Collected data
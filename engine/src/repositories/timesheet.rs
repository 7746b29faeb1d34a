//! Timesheet repository.
//!
//! The `(employee_id, year, month)` unique index is the authority on
//! duplicates: concurrent generation resolves through the conditional
//! upsert, and every status transition is a guarded UPDATE whose WHERE
//! clause re-checks the expected state at write time.

use async_trait::async_trait;
use chrono::{DateTime, Utc};
use sqlx::PgPool;

use crate::error::EngineError;
use crate::models::timesheet::{Timesheet, TimesheetStatus};
use crate::types::{EmployeeId, TimesheetId};

const COLUMNS: &str = "id, employee_id, year, month, \
     total_working_days, total_present_days, total_absent_days, total_leave_days, \
     total_wfh_days, total_late_arrivals, total_early_departures, \
     total_regular_hours, total_overtime_hours, total_night_overtime_hours, \
     total_holiday_overtime_hours, total_overtime_amount, \
     offset_hours_earned, offset_hours_used, \
     days_at_head_office, days_at_kezad, days_at_safario, days_at_sites, \
     days_at_meeting, days_at_event, food_allowance_days, food_allowance_total, \
     has_compliance_issues, compliance_notes, status, \
     submitted_at, employee_notes, \
     manager_approved_by, manager_approved_at, manager_notes, \
     hr_approved_by, hr_approved_at, hr_notes, \
     rejected_by, rejected_at, rejection_reason, \
     exported_at, payroll_reference, created_at, updated_at";

#[cfg_attr(test, mockall::automock)]
#[async_trait]
pub trait TimesheetRepositoryTrait: Send + Sync {
    async fn find_by_id(&self, db: &PgPool, id: TimesheetId) -> Result<Timesheet, EngineError>;

    async fn find_by_period(
        &self,
        db: &PgPool,
        employee_id: EmployeeId,
        year: i32,
        month: u32,
    ) -> Result<Option<Timesheet>, EngineError>;

    /// All timesheets of a period, for the HR overview.
    async fn list_for_period(
        &self,
        db: &PgPool,
        year: i32,
        month: u32,
    ) -> Result<Vec<Timesheet>, EngineError>;

    /// Write a generated timesheet.
    ///
    /// Inserts the row or, when the unique key already exists, replaces the
    /// aggregate fields — but only while the existing row is still draft or
    /// rejected. A frozen row wins the conflict and is returned unchanged,
    /// so the loser of a concurrent generate sees a successful no-op.
    async fn upsert_generated(
        &self,
        db: &PgPool,
        item: &Timesheet,
    ) -> Result<Timesheet, EngineError>;

    /// draft/rejected -> submitted. None when the row was not submittable.
    async fn submit(
        &self,
        db: &PgPool,
        id: TimesheetId,
        employee_notes: Option<String>,
        timestamp: DateTime<Utc>,
    ) -> Result<Option<Timesheet>, EngineError>;

    /// submitted -> manager_approved.
    async fn manager_approve(
        &self,
        db: &PgPool,
        id: TimesheetId,
        approver_id: EmployeeId,
        notes: Option<String>,
        timestamp: DateTime<Utc>,
    ) -> Result<Option<Timesheet>, EngineError>;

    /// manager_approved -> hr_approved.
    async fn hr_approve(
        &self,
        db: &PgPool,
        id: TimesheetId,
        approver_id: EmployeeId,
        notes: Option<String>,
        timestamp: DateTime<Utc>,
    ) -> Result<Option<Timesheet>, EngineError>;

    /// expected -> rejected, with the rejecting actor and reason.
    async fn reject_from(
        &self,
        db: &PgPool,
        id: TimesheetId,
        expected: TimesheetStatus,
        actor_id: EmployeeId,
        reason: &str,
        timestamp: DateTime<Utc>,
    ) -> Result<Option<Timesheet>, EngineError>;

    /// hr_approved -> exported.
    async fn mark_exported(
        &self,
        db: &PgPool,
        id: TimesheetId,
        payroll_reference: Option<String>,
        timestamp: DateTime<Utc>,
    ) -> Result<Option<Timesheet>, EngineError>;
}

#[derive(Debug, Default, Clone, Copy)]
pub struct TimesheetRepository;

impl TimesheetRepository {
    pub fn new() -> Self {
        Self
    }
}

#[async_trait]
impl TimesheetRepositoryTrait for TimesheetRepository {
    async fn find_by_id(&self, db: &PgPool, id: TimesheetId) -> Result<Timesheet, EngineError> {
        let query = format!("SELECT {} FROM timesheets WHERE id = $1", COLUMNS);
        sqlx::query_as::<_, Timesheet>(&query)
            .bind(id)
            .fetch_optional(db)
            .await?
            .ok_or_else(|| EngineError::NotFound("timesheet".into()))
    }

    async fn find_by_period(
        &self,
        db: &PgPool,
        employee_id: EmployeeId,
        year: i32,
        month: u32,
    ) -> Result<Option<Timesheet>, EngineError> {
        let query = format!(
            "SELECT {} FROM timesheets WHERE employee_id = $1 AND year = $2 AND month = $3",
            COLUMNS
        );
        let row = sqlx::query_as::<_, Timesheet>(&query)
            .bind(employee_id)
            .bind(year)
            .bind(month as i32)
            .fetch_optional(db)
            .await?;
        Ok(row)
    }

    async fn list_for_period(
        &self,
        db: &PgPool,
        year: i32,
        month: u32,
    ) -> Result<Vec<Timesheet>, EngineError> {
        let query = format!(
            "SELECT {} FROM timesheets WHERE year = $1 AND month = $2 ORDER BY employee_id",
            COLUMNS
        );
        let rows = sqlx::query_as::<_, Timesheet>(&query)
            .bind(year)
            .bind(month as i32)
            .fetch_all(db)
            .await?;
        Ok(rows)
    }

    async fn upsert_generated(
        &self,
        db: &PgPool,
        item: &Timesheet,
    ) -> Result<Timesheet, EngineError> {
        let query = format!(
            "INSERT INTO timesheets ({}) \
             VALUES ($1, $2, $3, $4, $5, $6, $7, $8, $9, $10, $11, $12, $13, $14, $15, $16, \
                     $17, $18, $19, $20, $21, $22, $23, $24, $25, $26, $27, $28, $29, $30, \
                     $31, $32, $33, $34, $35, $36, $37, $38, $39, $40, $41, $42, $43, $44) \
             ON CONFLICT (employee_id, year, month) DO UPDATE SET \
                 total_working_days = EXCLUDED.total_working_days, \
                 total_present_days = EXCLUDED.total_present_days, \
                 total_absent_days = EXCLUDED.total_absent_days, \
                 total_leave_days = EXCLUDED.total_leave_days, \
                 total_wfh_days = EXCLUDED.total_wfh_days, \
                 total_late_arrivals = EXCLUDED.total_late_arrivals, \
                 total_early_departures = EXCLUDED.total_early_departures, \
                 total_regular_hours = EXCLUDED.total_regular_hours, \
                 total_overtime_hours = EXCLUDED.total_overtime_hours, \
                 total_night_overtime_hours = EXCLUDED.total_night_overtime_hours, \
                 total_holiday_overtime_hours = EXCLUDED.total_holiday_overtime_hours, \
                 total_overtime_amount = EXCLUDED.total_overtime_amount, \
                 offset_hours_earned = EXCLUDED.offset_hours_earned, \
                 offset_hours_used = EXCLUDED.offset_hours_used, \
                 days_at_head_office = EXCLUDED.days_at_head_office, \
                 days_at_kezad = EXCLUDED.days_at_kezad, \
                 days_at_safario = EXCLUDED.days_at_safario, \
                 days_at_sites = EXCLUDED.days_at_sites, \
                 days_at_meeting = EXCLUDED.days_at_meeting, \
                 days_at_event = EXCLUDED.days_at_event, \
                 food_allowance_days = EXCLUDED.food_allowance_days, \
                 food_allowance_total = EXCLUDED.food_allowance_total, \
                 has_compliance_issues = EXCLUDED.has_compliance_issues, \
                 compliance_notes = EXCLUDED.compliance_notes, \
                 updated_at = EXCLUDED.updated_at \
             WHERE timesheets.status IN ('draft', 'rejected') \
             RETURNING {}",
            COLUMNS, COLUMNS
        );

        let upserted = sqlx::query_as::<_, Timesheet>(&query)
            .bind(item.id)
            .bind(item.employee_id)
            .bind(item.year)
            .bind(item.month)
            .bind(item.total_working_days)
            .bind(item.total_present_days)
            .bind(item.total_absent_days)
            .bind(item.total_leave_days)
            .bind(item.total_wfh_days)
            .bind(item.total_late_arrivals)
            .bind(item.total_early_departures)
            .bind(item.total_regular_hours)
            .bind(item.total_overtime_hours)
            .bind(item.total_night_overtime_hours)
            .bind(item.total_holiday_overtime_hours)
            .bind(item.total_overtime_amount)
            .bind(item.offset_hours_earned)
            .bind(item.offset_hours_used)
            .bind(item.days_at_head_office)
            .bind(item.days_at_kezad)
            .bind(item.days_at_safario)
            .bind(item.days_at_sites)
            .bind(item.days_at_meeting)
            .bind(item.days_at_event)
            .bind(item.food_allowance_days)
            .bind(item.food_allowance_total)
            .bind(item.has_compliance_issues)
            .bind(&item.compliance_notes)
            .bind(item.status)
            .bind(item.submitted_at)
            .bind(&item.employee_notes)
            .bind(item.manager_approved_by)
            .bind(item.manager_approved_at)
            .bind(&item.manager_notes)
            .bind(item.hr_approved_by)
            .bind(item.hr_approved_at)
            .bind(&item.hr_notes)
            .bind(item.rejected_by)
            .bind(item.rejected_at)
            .bind(&item.rejection_reason)
            .bind(item.exported_at)
            .bind(&item.payroll_reference)
            .bind(item.created_at)
            .bind(item.updated_at)
            .fetch_optional(db)
            .await?;

        match upserted {
            Some(row) => Ok(row),
            // The conditional update skipped a frozen row: return it as-is.
            None => self
                .find_by_period(db, item.employee_id, item.year, item.month as u32)
                .await?
                .ok_or_else(|| EngineError::NotFound("timesheet".into())),
        }
    }

    async fn submit(
        &self,
        db: &PgPool,
        id: TimesheetId,
        employee_notes: Option<String>,
        timestamp: DateTime<Utc>,
    ) -> Result<Option<Timesheet>, EngineError> {
        let query = format!(
            "UPDATE timesheets \
             SET status = $1, submitted_at = $2, employee_notes = $3, updated_at = $2 \
             WHERE id = $4 AND status IN ('draft', 'rejected') \
             RETURNING {}",
            COLUMNS
        );
        let row = sqlx::query_as::<_, Timesheet>(&query)
            .bind(TimesheetStatus::Submitted)
            .bind(timestamp)
            .bind(employee_notes)
            .bind(id)
            .fetch_optional(db)
            .await?;
        Ok(row)
    }

    async fn manager_approve(
        &self,
        db: &PgPool,
        id: TimesheetId,
        approver_id: EmployeeId,
        notes: Option<String>,
        timestamp: DateTime<Utc>,
    ) -> Result<Option<Timesheet>, EngineError> {
        let query = format!(
            "UPDATE timesheets \
             SET status = $1, manager_approved_by = $2, manager_approved_at = $3, \
                 manager_notes = $4, updated_at = $3 \
             WHERE id = $5 AND status = 'submitted' \
             RETURNING {}",
            COLUMNS
        );
        let row = sqlx::query_as::<_, Timesheet>(&query)
            .bind(TimesheetStatus::ManagerApproved)
            .bind(approver_id)
            .bind(timestamp)
            .bind(notes)
            .bind(id)
            .fetch_optional(db)
            .await?;
        Ok(row)
    }

    async fn hr_approve(
        &self,
        db: &PgPool,
        id: TimesheetId,
        approver_id: EmployeeId,
        notes: Option<String>,
        timestamp: DateTime<Utc>,
    ) -> Result<Option<Timesheet>, EngineError> {
        let query = format!(
            "UPDATE timesheets \
             SET status = $1, hr_approved_by = $2, hr_approved_at = $3, hr_notes = $4, \
                 updated_at = $3 \
             WHERE id = $5 AND status = 'manager_approved' \
             RETURNING {}",
            COLUMNS
        );
        let row = sqlx::query_as::<_, Timesheet>(&query)
            .bind(TimesheetStatus::HrApproved)
            .bind(approver_id)
            .bind(timestamp)
            .bind(notes)
            .bind(id)
            .fetch_optional(db)
            .await?;
        Ok(row)
    }

    async fn reject_from(
        &self,
        db: &PgPool,
        id: TimesheetId,
        expected: TimesheetStatus,
        actor_id: EmployeeId,
        reason: &str,
        timestamp: DateTime<Utc>,
    ) -> Result<Option<Timesheet>, EngineError> {
        let query = format!(
            "UPDATE timesheets \
             SET status = $1, rejected_by = $2, rejected_at = $3, rejection_reason = $4, \
                 updated_at = $3 \
             WHERE id = $5 AND status = $6 \
             RETURNING {}",
            COLUMNS
        );
        let row = sqlx::query_as::<_, Timesheet>(&query)
            .bind(TimesheetStatus::Rejected)
            .bind(actor_id)
            .bind(timestamp)
            .bind(reason)
            .bind(id)
            .bind(expected)
            .fetch_optional(db)
            .await?;
        Ok(row)
    }

    async fn mark_exported(
        &self,
        db: &PgPool,
        id: TimesheetId,
        payroll_reference: Option<String>,
        timestamp: DateTime<Utc>,
    ) -> Result<Option<Timesheet>, EngineError> {
        let query = format!(
            "UPDATE timesheets \
             SET status = $1, exported_at = $2, payroll_reference = $3, updated_at = $2 \
             WHERE id = $4 AND status = 'hr_approved' \
             RETURNING {}",
            COLUMNS
        );
        let row = sqlx::query_as::<_, Timesheet>(&query)
            .bind(TimesheetStatus::Exported)
            .bind(timestamp)
            .bind(payroll_reference)
            .bind(id)
            .fetch_optional(db)
            .await?;
        Ok(row)
    }
}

→ What you need to do
Each line from the start of the records through the line holding "manager_approved_by, manager_approved_at, manager_notes, \" must be returned exactly; nothing else belongs in the answer.

→ Response
filename engine/src/repositories/timesheet.rs
repository 7746b29faeb1d34a
//! Timesheet repository.
//!
//! The `(employee_id, year, month)` unique index is the authority on
//! duplicates: concurrent generation resolves through the conditional
//! upsert, and every status transition is a guarded UPDATE whose WHERE
//! clause re-checks the expected state at write time.

use async_trait::async_trait;
use chrono::{DateTime, Utc};
use sqlx::PgPool;

use crate::error::EngineError;
use crate::models::timesheet::{Timesheet, TimesheetStatus};
use crate::types::{EmployeeId, TimesheetId};

const COLUMNS: &str = "id, employee_id, year, month, \
     total_working_days, total_present_days, total_absent_days, total_leave_days, \
     total_wfh_days, total_late_arrivals, total_early_departures, \
     total_regular_hours, total_overtime_hours, total_night_overtime_hours, \
     total_holiday_overtime_hours, total_overtime_amount, \
     offset_hours_earned, offset_hours_used, \
     days_at_head_office, days_at_kezad, days_at_safario, days_at_sites, \
     days_at_meeting, days_at_event, food_allowance_days, food_allowance_total, \
     has_compliance_issues, compliance_notes, status, \
     submitted_at, employee_notes, \
     manager_approved_by, manager_approved_at, manager_notes, \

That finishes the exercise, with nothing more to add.